Walking in Dad's Shoes

     He's been gone for five years now.
Feels so odd to write that.
One day, I will say, "Dad passed away 20 years ago."
I will be nearly 70 then.

     This past Sunday morning I laced on a pair of his shoes that a few months back came into my possession.
    We wear the same size shoe.  I don't think I really knew that.  Ten and a half.
    I have two pair of his shoes.  Wingtips; a brown pair and a black pair.
    Not sure if that is one or two words; wingtips.  I have never owned a pair before.  They were expensive shoes.
   That's how Dad did things.  He saved until he could get something well-made; something solid, something that would last.  Then he wore it, or drove it, or used it until it was done; completely.

   Both pairs of shoes have these little "risers" tacked to the heel where it had been wore down.  Cobblers did that.  I have never taken a pair of shoes to a cobbler.
     I have some other things that were Dad's.
A few ties.
         A shirt.
              His wallet.
   But for some reason, it is when I put on his shoes, internally,  a "pause" button is pushed, and I will sit on the edge of the bed, chair, or stool...and remember.
     And I remember odd things...
    The way he shifted gears while driving the pickup.
    The songs he used to like to sing.
    The stiff way he shot a basketball or swung a baseball bat.
    The precision of his technical drawings.
    The look in his eyes and the way his mouth curled when he smiled.
    But what I remember most is not an image; it is a feeling.  It is the feeling that mostly, Dad always seemed prepared for what was coming next.

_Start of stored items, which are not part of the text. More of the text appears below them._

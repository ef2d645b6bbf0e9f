//! ### English
//! Sticky error strings for the C boundary.
//!
//! Each handle has at most one staged message; handle `0` is the global slot used before an
//! instance exists (failed creation) and for task-level calls. A returned pointer stays valid until
//! the same slot is overwritten or cleared.
//!
//! ### 中文
//! C 边界使用的粘性错误字符串。
//!
//! 每个句柄最多暂存一条消息；句柄 `0` 是全局槽位，用于实例尚不存在时（创建失败）以及任务级调用。
//! 返回的指针在同一槽位被覆盖或清除之前一直有效。

use std::collections::HashMap;
use std::ffi::{CString, c_char};
use std::sync::OnceLock;

use parking_lot::Mutex;
use tracing::debug;

use crate::engine::error::PipelineError;

type ErrorSlots = HashMap<u32, CString>;

static ERRORS: OnceLock<Mutex<ErrorSlots>> = OnceLock::new();

fn slots() -> &'static Mutex<ErrorSlots> {
    ERRORS.get_or_init(|| Mutex::new(HashMap::new()))
}

pub(super) fn stage(handle: u32, err: &PipelineError) {
    debug!(handle, error = %err, "call failed");
    // Display output never contains NUL, except through caller-supplied text.
    let message = CString::new(err.to_string())
        .unwrap_or_else(|_| CString::from(c"error message contained NUL"));
    slots().lock().insert(handle, message);
}

pub(super) fn forget(handle: u32) {
    slots().lock().remove(&handle);
}

#[unsafe(no_mangle)]
/// ### English
/// Returns the sticky error of `handle` (`0` = global), or NULL if none is staged.
///
/// The string is NUL-terminated UTF-8 owned by this library; it stays valid until the next failure
/// on the same slot, `frame_pipe_clear_error`, or `frame_pipe_destroy` of that handle.
///
/// ### 中文
/// 返回 `handle`（`0` 表示全局）的粘性错误；没有则返回 NULL。
///
/// 该字符串为本库持有的、以 NUL 结尾的 UTF-8；在同一槽位下一次失败、`frame_pipe_clear_error`
/// 或对该句柄调用 `frame_pipe_destroy` 之前一直有效。
pub extern "C" fn frame_pipe_get_error(handle: u32) -> *const c_char {
    slots()
        .lock()
        .get(&handle)
        .map_or(std::ptr::null(), |message| message.as_ptr())
}

#[unsafe(no_mangle)]
/// ### English
/// Clears the sticky error of `handle` (`0` = global).
///
/// ### 中文
/// 清除 `handle`（`0` 表示全局）的粘性错误。
pub extern "C" fn frame_pipe_clear_error(handle: u32) {
    forget(handle);
}
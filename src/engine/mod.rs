//! ### English
//! Engine internals: rings, encode thread, instances and the collaborator seams.
//!
//! ### 中文
//! 引擎内部实现：ring、编码线程、实例以及外部协作者接口。
pub mod async_encoder;
pub(crate) mod cache;
pub mod codec;
pub mod config;
pub mod device;
pub mod error;
pub mod instance;
pub(crate) mod lockfree;
pub mod pipe;
pub mod registry;
pub mod submission;

#[cfg(test)]
pub(crate) mod test_support;

pub use async_encoder::{AsyncTextureEncoder, TaskState};
pub use pipe::FramePipe;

    There was a plan in place.
    He was working the plan that he designed;
                that he had thought out to its logical end in advance.

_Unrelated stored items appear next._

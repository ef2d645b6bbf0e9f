//! ### English
//! Identity hasher for handle lookups (handles are already unique small integers).
//!
//! ### 中文
//! 句柄查找使用的恒等哈希（句柄本身就是唯一的小整数）。

use std::collections::HashMap;
use std::hash::{BuildHasherDefault, Hasher};

#[derive(Default)]
pub(super) struct U32IdentityHasher(u64);

impl Hasher for U32IdentityHasher {
    fn write(&mut self, bytes: &[u8]) {
        for &byte in bytes {
            self.0 = (self.0 << 8) | u64::from(byte);
        }
    }

    fn write_u32(&mut self, i: u32) {
        self.0 = u64::from(i);
    }

    fn finish(&self) -> u64 {
        self.0
    }
}

/// ### English
/// `u32 -> V` map without SipHash on the render-thread lookup path.
///
/// ### 中文
/// 渲染线程查找路径上不经过 SipHash 的 `u32 -> V` 映射。
pub(super) type U32HashMap<V> = HashMap<u32, V, BuildHasherDefault<U32IdentityHasher>>;
//! ### English
//! Lock-free primitives shared by the encoder ring and the submission ring.
//!
//! ### 中文
//! 编码 ring 与提交 ring 共用的无锁原语。
mod backoff;
mod ring;
mod role;

pub(crate) use backoff::Backoff;
pub(crate) use ring::{RingCursor, in_range, next_index, span_len};
pub(crate) use role::{RoleFlag, RoleGuard};
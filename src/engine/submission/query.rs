use std::ffi::CStr;

use tracing::trace;

use super::entry::EntryState;
use super::{EntryPhase, SubmissionQueue, TaskId};
use crate::engine::async_encoder::TaskState;
use crate::engine::error::{PipelineError, ProtocolViolation};

/// ### English
/// Borrowed view of one outer task, valid inside [`SubmissionQueue::inspect`].
///
/// ### 中文
/// 单个外层任务的借用视图，仅在 [`SubmissionQueue::inspect`] 内有效。
#[derive(Debug)]
pub enum TaskView<'a> {
    Pending,
    Encoded(&'a [u8]),
    Failed {
        error: &'a PipelineError,
        message: Option<&'a CStr>,
    },
}

impl TaskView<'_> {
    pub fn state(&self) -> TaskState {
        match self {
            Self::Pending => TaskState::Pending,
            Self::Encoded(bytes) => TaskState::Encoded {
                size: bytes.len() as u64,
            },
            Self::Failed { error, .. } => TaskState::Failed((*error).clone()),
        }
    }
}

impl SubmissionQueue {
    /// ### English
    /// Runs `f` on the current view of `task` while holding the client role.
    ///
    /// Ids outside `[cleared, pending)` are `InvalidTaskId`. Bytes and message stay where they are
    /// until the task is cleared, so raw pointers taken from them remain valid until then.
    ///
    /// ### 中文
    /// 持有客户端角色时，对 `task` 的当前视图执行 `f`。
    ///
    /// 不在 `[cleared, pending)` 内的 id 返回 `InvalidTaskId`。字节与消息在任务清除之前不会移动，
    /// 因此从中取得的裸指针在此之前一直有效。
    pub fn inspect<R>(
        &self,
        task: TaskId,
        f: impl FnOnce(TaskView<'_>) -> R,
    ) -> Result<R, PipelineError> {
        let _client = self.enter_client()?;
        let (slot, phase) = self.phase(task);
        match phase {
            EntryPhase::Free => Err(PipelineError::InvalidTaskId(u64::from(task.get()))),
            EntryPhase::Pending => Ok(f(TaskView::Pending)),
            EntryPhase::Done => {
                // SAFETY: `[cleared, done)` belongs to the client role, which we hold.
                let entry = unsafe { self.entries[slot].get() };
                let view = match &entry.state {
                    EntryState::Done(Ok(_)) => TaskView::Encoded(&entry.result),
                    EntryState::Done(Err(error)) => TaskView::Failed {
                        error,
                        message: entry.message.as_deref(),
                    },
                    EntryState::Empty | EntryState::Queued | EntryState::Submitted { .. } => {
                        return Err(PipelineError::InvalidTaskId(u64::from(task.get())));
                    }
                };
                Ok(f(view))
            }
        }
    }

    pub fn query(&self, task: TaskId) -> Result<TaskState, PipelineError> {
        self.inspect(task, |view| view.state())
    }

    /// ### English
    /// Copies the encoded bytes of a finished task into `out`.
    ///
    /// ### 中文
    /// 把已完成任务的编码字节拷贝到 `out`。
    pub fn read_output(&self, task: TaskId, out: &mut Vec<u8>) -> Result<u64, PipelineError> {
        self.inspect(task, |view| match view {
            TaskView::Pending => Err(ProtocolViolation::NotDone {
                index: u64::from(task.get()),
            }
            .report()),
            TaskView::Encoded(bytes) => {
                out.clear();
                out.extend_from_slice(bytes);
                Ok(bytes.len() as u64)
            }
            TaskView::Failed { error, .. } => Err(error.clone()),
        })?
    }

    /// ### English
    /// Releases `task`: only the oldest uncleared task may be cleared, and only once it is done.
    /// Drops the entry's instance reference, which may free a destroyed instance.
    ///
    /// ### 中文
    /// 释放 `task`：只能清除最早的未清除任务，且该任务必须已完成。会丢弃条目持有的实例引用，
    /// 可能因此释放一个已销毁的实例。
    pub fn clear_task(&self, task: TaskId) -> Result<(), PipelineError> {
        let _client = self.enter_client()?;

        let slot = task.slot();
        let cleared = self.cleared.load_owned();
        if slot != cleared {
            return Err(ProtocolViolation::OutOfOrderClear {
                expected: TaskId::from_slot(cleared).get().into(),
                got: task.get().into(),
            }
            .report());
        }
        if slot == self.done.load() {
            return Err(ProtocolViolation::NotDone {
                index: task.get().into(),
            }
            .report());
        }

        // SAFETY: `slot == cleared != done`, so the entry is in the client's range.
        let instance = unsafe { self.entries[slot].get_mut() }.instance.take();
        unsafe { self.entries[slot].get_mut() }.reset();
        self.cleared.advance(self.capacity);
        trace!(%task, "submission cleared");

        // Dropped after the slot is released: this may join an encode thread.
        drop(instance);
        Ok(())
    }
}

So, in the current moment, he was just following through with his plan.
     I would look at him, and say,
    "How did you know that would happen?" or
    "How did you learn how to do that?" 
     and he would return that smile and tussle my hair and say,                                  
                                                  "Your Grampa taught me."
    I wish that I had paid more attention to the things Dad tried to teach me, 
    but there were times when I thought he didn't know anything about anything that really mattered.
I don't like thinking about that now, but it's true.
 
   We were fortunate enough to enjoy an incredible friendship for the last 25 years or so of his life.  It was a gift from God.  We both found a place in our lives where Christ's Spirit wrangled away our differences and left us with less edginess toward each other.
     In the past decade, as I have aged, people have said more and more that I remind them of him.  I used think how terrible that would be.  Now, it is a comfort.
     As I walk in these old wingtips, I feel a squeeze in the arch.  The form of them is not contoured to my foot yet, but the size is a fit.
    These shoes,
                they speak to me of he and I, and our journey together
                                                                                 and separately now.
    They are a reminder to me that we have been very different men.  That at times those differences seemed so pronounced that there was little to find in common.
   Yet now, I believe we are more the same than I ever conceived we would be,
                                                                                         and I am contented with that thought.